Attach a passive K-prototype isotropic GMM probe to a given encoder
representation. The loss Hessian at the symmetric collapsed state has
a zero crossing at:
βc = 1 / λmax(Cov(z))
Below βc, all prototypes pile at the data mean (symmetric collapsed state).
Above βc, the symmetric state becomes a saddle and prototypes pitchfork
along the principal eigenvector of Cov(z).
Proposition 1: When the encoder co-evolves, βc(t)
becomes endogenous; under mild growth and non-collapse assumptions, β(t) and
βc(t) cross at a finite time.
② Four trajectory shapes Prop 3
The post-critical trajectory in (log(β/βc), log NC1) space takes
one of four observable shapes, determined by three binary
kinematic axes (initial criticality, post-onset rate ordering, dissipation rate):
(i) Full V
SAE on frozen Pythia L6: βc constant
(ii) Fold-back (spectrum)
DINO/SimCLR on CIFAR-10/100: βc(t) rises
(iii) Delayed escape
Grokking: low dissipation, long Act 2 plateau
(iv) No arc (control)
Rotation-prediction: no clustering pressure
All four shapes are realized in our experiments; the framework forbids a
fifth shape under the same dynamics. A trajectory outside (i)–(iv) would
falsify the model.
③ The lottery: directions decided at the bifurcation Prop 2
At the Hessian-pitchfork onset, the unstable subspace is shared by all K−1
anti-symmetric modes. Each atom selects a direction from this common manifold;
that initial direction is then preserved as it grows toward the
attractor. We call this the feature lottery.

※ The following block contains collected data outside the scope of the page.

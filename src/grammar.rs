//! Component F (ambient): `,v` master file reader.
//!
//! The original parses RCS masters with a generated lex/yacc grammar; no
//! parser-generator crate appears anywhere in this corpus, so this is a
//! hand-written recursive-descent reader over the tokenised admin/delta/
//! deltatext blocks instead — the same shape `serde`-free config readers
//! take elsewhere in the corpus (manual tokenise-then-build rather than a
//! derive macro, since RCS's `@...@`-quoted strings need bespoke
//! unescaping `serde` has no notion of).

use std::collections::HashMap;
use std::rc::Rc;

use crate::cvsnumber::CvsNumber;
use crate::diagnostics::FatalError;
use crate::model::{CvsMaster, CvsPatch, CvsVersion, ExpandMode, TextLocation};

/// A lexer over an RCS master's bytes. RCS text is whitespace-delimited
/// tokens plus `@...@`-quoted strings (an embedded `@@` is a literal `@`).
struct Lexer<'a> {
    text: &'a [u8],
    pos: usize,
}

enum Token<'a> {
    Word(&'a [u8]),
    /// An `@...@`-quoted string; `start`/`end` bound the text between the
    /// delimiters (doubled `@@` not yet collapsed).
    Quoted { start: usize, end: usize },
    Semi,
    Colon,
}

impl<'a> Lexer<'a> {
    fn new(text: &'a [u8]) -> Self {
        Lexer { text, pos: 0 }
    }

    fn skip_ws(&mut self) {
        while self.pos < self.text.len() && self.text[self.pos].is_ascii_whitespace() {
            self.pos += 1;
        }
    }

    fn next(&mut self) -> Option<Token<'a>> {
        self.skip_ws();
        if self.pos >= self.text.len() {
            return None;
        }
        match self.text[self.pos] {
            b';' => {
                self.pos += 1;
                Some(Token::Semi)
            }
            b':' => {
                self.pos += 1;
                Some(Token::Colon)
            }
            b'@' => {
                self.pos += 1;
                let start = self.pos;
                loop {
                    match self.text[self.pos..].iter().position(|&b| b == b'@') {
                        Some(rel) => {
                            let at = self.pos + rel;
                            if self.text.get(at + 1) == Some(&b'@') {
                                self.pos = at + 2;
                                continue;
                            }
                            let end = at;
                            self.pos = at + 1;
                            return Some(Token::Quoted { start, end });
                        }
                        None => {
                            self.pos = self.text.len();
                            return Some(Token::Quoted { start, end: self.text.len() });
                        }
                    }
                }
            }
            _ => {
                let start = self.pos;
                while self.pos < self.text.len()
                    && !self.text[self.pos].is_ascii_whitespace()
                    && self.text[self.pos] != b';'
                    && self.text[self.pos] != b':'
                {
                    self.pos += 1;
                }
                Some(Token::Word(&self.text[start..self.pos]))
            }
        }
    }

    fn unescape(&self, start: usize, end: usize) -> Vec<u8> {
        unescape_span(self.text, start, end)
    }
}
//! Line classifier.
//!
//! Walks each line character by character and keeps track of whether the
//! cursor sits in code, a string literal, a block comment, or an inline
//! comment carried over from the previous line by a continuation marker.
//! Only that state is tracked; nothing about the code itself is parsed.

use std::fs;
use std::io::{self, BufRead, BufReader, Read};
use std::path::Path;

use crate::language::LanguageSpec;

/// Per-file line counters.
#[derive(Debug, Default, Clone, Copy, PartialEq, Eq)]
pub struct FileStats {
    pub total_lines: u64,
    pub inline_comments: u64,
    pub block_comments: u64,
}

impl FileStats {
    pub fn add(&mut self, other: &FileStats) {
        self.total_lines += other.total_lines;
        self.inline_comments += other.inline_comments;
        self.block_comments += other.block_comments;
    }
}

/// Construct left open at the end of the previous line.
#[derive(Debug, Default, Clone, Copy, PartialEq, Eq)]
pub enum ScanState {
    #[default]
    Code,
    /// Inside a string opened by the given delimiter.
    String(&'static str),
    BlockComment,
    /// Only reachable when an inline comment ended with a line continuation.
    InlineComment,
}

/// Incremental scanner over the lines of a single file.
pub struct Scanner {
    spec: &'static LanguageSpec,
    state: ScanState,
    stats: FileStats,
}

impl Scanner {
    pub fn new(spec: &'static LanguageSpec) -> Self {
        Scanner {
            spec,
            state: ScanState::Code,
            stats: FileStats::default(),
        }
    }

    #[cfg(test)]
    pub fn state(&self) -> ScanState {
        self.state
    }

    #[cfg(test)]
    pub fn stats(&self) -> FileStats {
        self.stats
    }

    /// Classify one physical line, without its line terminator.
    pub fn feed_line(&mut self, line: &str) {
        self.stats.total_lines += 1;

        if line.is_empty() {
            match self.state {
                ScanState::InlineComment => {
                    self.stats.inline_comments += 1;
                    self.state = ScanState::Code;
                }
                ScanState::BlockComment => self.stats.block_comments += 1,
                ScanState::Code | ScanState::String(_) => {}
            }
            return;
        }

        let spec = self.spec;
        let continued = line.ends_with(spec.line_continuation);
        let mut counted_block = false;
        let mut i = 0;

        while i < line.len() {
            let rest = &line[i..];
            match self.state {
                ScanState::String(delimiter) => {
                    if rest.starts_with(delimiter) {
                        self.state = ScanState::Code;
                        i += delimiter.len();
                    } else if rest.starts_with(spec.escape) {
                        let escape_len = spec.escape.len_utf8();
                        i += escape_len + char_len(&rest[escape_len..]);
                    } else {
                        i += char_len(rest);
                    }
                }
                ScanState::BlockComment => {
                    if !counted_block {
                        self.stats.block_comments += 1;
                        counted_block = true;
                    }
                    if rest.starts_with(spec.block_comment_end) {
                        self.state = ScanState::Code;
                        i += spec.block_comment_end.len();
                    } else {
                        i += char_len(rest);
                    }
                }
                ScanState::InlineComment => {
                    self.stats.inline_comments += 1;
                    if !continued {
                        self.state = ScanState::Code;
                    }
                    break;
                }
                ScanState::Code => {
                    if let Some(delimiter) = spec
                        .string_delimiters
                        .iter()
                        .copied()
                        .find(|d| rest.starts_with(*d))
                    {
                        self.state = ScanState::String(delimiter);
                        i += delimiter.len();
                    } else if rest.starts_with(spec.block_comment_start) {
                        if !counted_block {
                            self.stats.block_comments += 1;
                            counted_block = true;
                        }
                        self.state = ScanState::BlockComment;
                        i += spec.block_comment_start.len();
                    } else if rest.starts_with(spec.inline_comment) {
                        self.stats.inline_comments += 1;
                        if continued {
                            self.state = ScanState::InlineComment;
                        }
                        break;
                    } else {
                        i += char_len(rest);
                    }
                }
            }
        }
    }

    /// Consume the scanner. Constructs still open are accepted as they are.
    pub fn finish(self) -> FileStats {
        self.stats
    }
}

/// Byte width of the first character of `s`, or 0 at the end of the line.
fn char_len(s: &str) -> usize {
    s.chars().next().map_or(0, char::len_utf8)
}

/// Scan a sequence of lines as produced by a line reader.
pub fn scan_lines<I>(lines: I, spec: &'static LanguageSpec) -> io::Result<FileStats>
where
    I: IntoIterator<Item = io::Result<String>>,
{
    let mut scanner = Scanner::new(spec);
    for line in lines {
        scanner.feed_line(&line?);
    }
    Ok(scanner.finish())
}

/// Scan in-memory text with the same line splitting as [`scan_file`].
#[cfg(test)]
pub fn scan_str(text: &str, spec: &'static LanguageSpec) -> FileStats {
    let mut scanner = Scanner::new(spec);
    for line in text.lines() {
        scanner.feed_line(line);
    }
    scanner.finish()
}

/// Open and scan one file. The handle is dropped before returning, on error too.
pub fn scan_file(path: &Path, spec: &'static LanguageSpec) -> io::Result<FileStats> {
    scan_lines(read_file_lines_lossy(path)?, spec)
}

/// Reads lines, converting invalid UTF‑8 sequences using replacement characters.
pub struct LossyLineReader {
    reader: BufReader<Box<dyn Read + Send>>,
    buffer: Vec<u8>,
}

impl LossyLineReader {
    fn new(file: fs::File) -> Self {
        Self::from_reader(Box::new(file))
    }

    fn from_reader(reader: Box<dyn Read + Send>) -> Self {
        Self {
            reader: BufReader::new(reader),
            buffer: Vec::with_capacity(8 * 1024),
        }
    }
}

impl Iterator for LossyLineReader {
    type Item = io::Result<String>;

    fn next(&mut self) -> Option<Self::Item> {
        self.buffer.clear();
        match self.reader.read_until(b'\n', &mut self.buffer) {
            Ok(0) => None,
            Ok(_) => {
                if self.buffer.last() == Some(&b'\n') {
                    self.buffer.pop();
                    if self.buffer.last() == Some(&b'\r') {
                        self.buffer.pop();
                    }
                }
                Some(Ok(String::from_utf8_lossy(&self.buffer).into_owned()))
            }
            Err(err) => Some(Err(err)),
        }
    }
}

/// Returns an iterator over the lines of a file.
pub fn read_file_lines_lossy(file_path: &Path) -> io::Result<LossyLineReader> {
    let file = fs::File::open(file_path)?;
    Ok(LossyLineReader::new(file))
}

Toy verification: Spearman ρ between initial direction and
direction at finite simulation time T is +0.948 ± 0.006 (5 seeds, K=200, d=10;
T within the persistence window τr ≪ T ≪ Trand). SAE empirics: ρid = 0.41 ± 0.04 between step-1,000
and step-20,000 POS purity (3 seeds, frequency-stratification robust). Top
decile of atoms ranked at 5% of training achieves convergence POS purity
0.82 ± 0.03, 12.3× the uniform-random baseline.

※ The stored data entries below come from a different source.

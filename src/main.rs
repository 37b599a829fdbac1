//! Comment line counter.
//!
//! Walks a directory tree, scans every source file of the selected language and
//! reports, per file, the total number of lines and how many of them carry an
//! inline comment or belong to a block comment. Comment markers inside string
//! literals are not counted.
//!
//! Built-in languages: C/C++ (default), C#, Go, Java, JavaScript, Rust.

mod error;
mod language;
mod scanner;

use clap::{ArgAction, Parser};
use std::env;
use std::fs;
use std::io::{self, Write};
use std::path::{Path, PathBuf};
use std::process::ExitCode;

use colored::*;
use glob::Pattern;
use log::{debug, info, warn};
use rayon::prelude::*;

use crate::error::{CmtError, Result};
use crate::language::{LanguageSpec, BUILTIN_LANGUAGES, DEFAULT_LANGUAGE};
use crate::scanner::{scan_file, FileStats};

// Fixed width for the path column.
const PATH_WIDTH: usize = 40;

#[derive(Parser, Debug)]
#[command(
    author,
    version,
    about = "Counts inline and block comment lines per source file",
    long_about = "Counts total, inline-comment and block-comment lines for every source file under a directory. Comment markers inside string literals are ignored. Built-in languages: C/C++ (default), C#, Go, Java, JavaScript, Rust."
)]
struct Args {
    /// Directory (or single file) to scan
    #[arg(required_unless_present = "languages")]
    path: Option<PathBuf>,

    /// Language whose comment conventions are used
    #[arg(short = 'L', long, env = "CMTCOUNT_LANG", default_value = DEFAULT_LANGUAGE)]
    lang: String,

    /// Skip directories whose path ends with this name (repeatable)
    #[arg(short, long, action = ArgAction::Append)]
    ignore: Vec<String>,

    /// Log every scanned file
    #[arg(short, long)]
    verbose: bool,

    /// Stop descending below this many directory levels (unlimited by default)
    #[arg(short = 'd', long)]
    max_depth: Option<usize>,

    /// Only scan files directly inside PATH
    #[arg(short = 'n', long)]
    non_recursive: bool,

    /// Only scan files whose name or relative path matches this glob
    #[arg(short = 'f', long)]
    filespec: Option<String>,

    /// Append a row summing all files
    #[arg(short, long)]
    totals: bool,

    /// Worker threads, 0 picks one per CPU
    #[arg(short, long, default_value = "0")]
    jobs: usize,

    /// List the built-in languages and exit
    #[arg(short, long)]
    languages: bool,
}

/// Walk settings shared by every level of the recursion.
struct WalkOptions<'a> {
    spec: &'static LanguageSpec,
    root: &'a Path,
    ignore: &'a [String],
    max_depth: Option<usize>,
    non_recursive: bool,
    filespec: Option<&'a Pattern>,
}

fn filespec_matches(pattern: &Pattern, root_path: &Path, file_path: &Path) -> bool {
    if file_path
        .file_name()
        .and_then(|name| name.to_str())
        .map(|name| pattern.matches(name))
        .unwrap_or(false)
    {
        return true;
    }

    let relative = match file_path.strip_prefix(root_path) {
        Ok(rel) => rel,
        Err(_) => return false,
    };

    let rel_str = match relative.to_str() {
        Some(s) => s.replace('\\', "/"),
        None => return false,
    };

    pattern.matches(&rel_str)
}

fn should_collect(opts: &WalkOptions<'_>, file_path: &Path) -> bool {
    opts.spec.matches_path(file_path)
        && opts
            .filespec
            .map(|pattern| filespec_matches(pattern, opts.root, file_path))
            .unwrap_or(true)
}

fn walk_directory(
    path: &Path,
    opts: &WalkOptions<'_>,
    current_depth: usize,
    files: &mut Vec<PathBuf>,
) -> Result<()> {
    if let Some(max_depth) = opts.max_depth {
        if current_depth > max_depth {
            warn!(
                "Maximum directory depth ({}) reached at {}",
                max_depth,
                path.display()
            );
            return Ok(());
        }
    }

    let read_dir = fs::read_dir(path).map_err(|err| CmtError::walk(path, err))?;
    for entry_result in read_dir {
        let entry = entry_result.map_err(|err| CmtError::walk(path, err))?;
        let entry_path = entry.path();
        let file_type = entry
            .file_type()
            .map_err(|err| CmtError::walk(&entry_path, err))?;

        if file_type.is_dir() && !file_type.is_symlink() {
            if opts.non_recursive {
                continue;
            }
            if opts.ignore.iter().any(|d| entry_path.ends_with(Path::new(d))) {
                debug!("Ignoring directory {}", entry_path.display());
                continue;
            }
            walk_directory(&entry_path, opts, current_depth + 1, files)?;
        } else if (file_type.is_file() || file_type.is_symlink())
            && should_collect(opts, &entry_path)
        {
            // Symlinked directories are never followed, but a link named like
            // a source file is read through the link.
            files.push(entry_path);
        }
    }

    Ok(())
}

/// Lists every file under `root` that belongs to `spec`, in lexicographic path order.
fn collect_source_files(
    root: &Path,
    args: &Args,
    spec: &'static LanguageSpec,
) -> Result<Vec<PathBuf>> {
    if !root.exists() {
        return Err(CmtError::PathNotFound(root.to_path_buf()));
    }

    let filespec_pattern = match args.filespec.as_deref() {
        Some(spec) => Some(Pattern::new(spec).map_err(|source| CmtError::InvalidFilespec {
            pattern: spec.to_string(),
            source,
        })?),
        None => None,
    };

    let opts = WalkOptions {
        spec,
        root,
        ignore: &args.ignore,
        max_depth: args.max_depth,
        non_recursive: args.non_recursive,
        filespec: filespec_pattern.as_ref(),
    };

    let metadata = fs::metadata(root).map_err(|err| CmtError::walk(root, err))?;
    let mut files = Vec::new();
    if metadata.is_file() {
        if should_collect(&opts, root) {
            files.push(root.to_path_buf());
        }
    } else {
        walk_directory(root, &opts, 0, &mut files)?;
    }

    if files.is_empty() {
        return Err(CmtError::NoMatchingFiles {
            language: spec.name,
            path: root.to_path_buf(),
        });
    }

    files.sort_by(|a, b| a.to_string_lossy().cmp(&b.to_string_lossy()));
    Ok(files)
}

/// Scans `files` on a rayon pool. Results keep the order of `files`; the
/// first read error discards everything.
fn scan_files(
    files: &[PathBuf],
    spec: &'static LanguageSpec,
    jobs: usize,
) -> Result<Vec<(PathBuf, FileStats)>> {
    let pool = rayon::ThreadPoolBuilder::new().num_threads(jobs).build()?;
    pool.install(|| {
        files
            .par_iter()
            .map(|path| -> Result<(PathBuf, FileStats)> {
                let stats = scan_file(path, spec).map_err(|err| CmtError::read(path, err))?;
                debug!(
                    "{}: total={} inline={} block={}",
                    path.display(),
                    stats.total_lines,
                    stats.inline_comments,
                    stats.block_comments
                );
                Ok((path.clone(), stats))
            })
            .collect()
    })
}

fn format_path_display(path: &Path, current_dir: &Path) -> String {
    match path.strip_prefix(current_dir) {
        Ok(p) if p.as_os_str().is_empty() => ".".to_string(),
        Ok(p) => p.to_string_lossy().into_owned(),
        Err(_) => path.to_string_lossy().into_owned(),
    }
}

fn format_file_stats_line(label: &str, stats: &FileStats) -> String {
    format!(
        "{:<width$} total: {:>4}    inline: {:>3}    block: {:>3}",
        label,
        stats.total_lines,
        stats.inline_comments,
        stats.block_comments,
        width = PATH_WIDTH
    )
}

fn build_report(results: &[(PathBuf, FileStats)], current_dir: &Path, show_totals: bool) -> String {
    let mut output = String::new();
    let mut grand_total = FileStats::default();

    for (path, stats) in results {
        let display_path = format_path_display(path, current_dir);
        output.push_str(&format_file_stats_line(&display_path, stats));
        output.push('\n');
        grand_total.add(stats);
    }

    if show_totals {
        let label = format!("TOTAL ({} files)", results.len());
        let line = format_file_stats_line(&label, &grand_total);
        output.push_str(&"-".repeat(line.len()));
        output.push('\n');
        output.push_str(&line.bold().to_string());
        output.push('\n');
    }

    output
}

fn build_language_list() -> String {
    let mut output = String::from("Supported languages:\n");
    for spec in BUILTIN_LANGUAGES {
        let marker = if spec.key == DEFAULT_LANGUAGE {
            " (default)"
        } else {
            ""
        };
        output.push_str(&format!(
            "  {:<12} {:<12} {}{}\n",
            spec.key,
            spec.name,
            spec.extension_list(),
            marker
        ));
    }
    output
}

fn init_logging(verbose: bool) {
    let default_filter = if verbose { "debug" } else { "warn" };
    let _ = env_logger::Builder::from_env(env_logger::Env::default().default_filter_or(default_filter))
        .format_timestamp(None)
        .try_init();
}

fn run<W: Write>(args: &Args, out: &mut W) -> Result<()> {
    if args.languages {
        return out
            .write_all(build_language_list().as_bytes())
            .map_err(CmtError::Output);
    }

    let spec = language::lookup(&args.lang)?;
    info!("Using {} conventions ({})", spec.name, spec.extension_list());

    let root = args.path.as_deref().unwrap_or(Path::new("."));
    let files = collect_source_files(root, args, spec)?;
    info!("Scanning {} {} files", files.len(), spec.name);

    let results = scan_files(&files, spec, args.jobs)?;
    let current_dir = env::current_dir().unwrap_or_default();
    let report = build_report(&results, &current_dir, args.totals);
    out.write_all(report.as_bytes()).map_err(CmtError::Output)?;
    out.flush().map_err(CmtError::Output)
}

fn main() -> ExitCode {
    let args = Args::parse();
    init_logging(args.verbose);

    match run(&args, &mut io::stdout().lock()) {
        Ok(()) => ExitCode::SUCCESS,
        Err(err) => {
            eprintln!("{}: {}", "error".red().bold(), err);
            ExitCode::FAILURE
        }
    }
}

④ Grokking decomposes into three acts Empirical
The cleanest empirical instance of post-critical metastability. Canonical run:
p=97, WD=1.0, n=3 seeds. The system crosses β=βc at step ~40,
then sits on a metastable saddle for ~8,500 steps before weight decay's
dissipation drives the macroscopic transition.
step 0
Act 1: β crosses βc at step 37 ± 2 (universal across all configs).
Act 2: Metastable plateau, length set by dissipation.
Act 3: Escape at step 8900 ± 864 (canonical p=97, WD=1.0).
The indicator log(β/βc) ≈ +3 at step 100 already places the trajectory
in Act 2, providing an early empirical forecast of grokking roughly
8,400 steps before test accuracy changes.
The Hessian-pitchfork crossing (§① / Remark 1) marks when the symmetric
state becomes unstable, not when the macroscopic transition
fires. To test that the plateau length is genuinely dissipation-controlled,
we sweep weight decay (a knob that does not shift the crossing)
and measure escape time:
τesc ≍ A · γ−p, p ≈ 1.23 (empirical fit, not a theoretical prediction)
Six WD levels, 3 seeds each, 200k-step horizon. Activation-dominated
Kramers form τ ≍ τ0 · exp((ΔS − κγ)/D) is decisively
ruled out (ΔAIC = +19.3), pinning the grokking plateau
in the drift-dominated regime.
Red dots: observed grok steps (3 seeds each, 200k horizon) • Blue arrow at γ=0: no escape in 50k •
Solid: activation-dominated fit • Dashed: power-law fit
What this supports: the framework's qualitative claim that
crossing ≠ macroscopic transition (Remark 1). τesc grows
monotonically as γ ↓ across two decades (8.9k → 147k steps) and diverges
at γ = 0 (0/3 escape in 50k). The power-law exponent is an empirical
characterization of this grokking setup, not a derivation from the
bifurcation framework; a separate experiment in a different regime
(deep / wide barrier) could plausibly land in the activation-dominated
Kramers limit instead.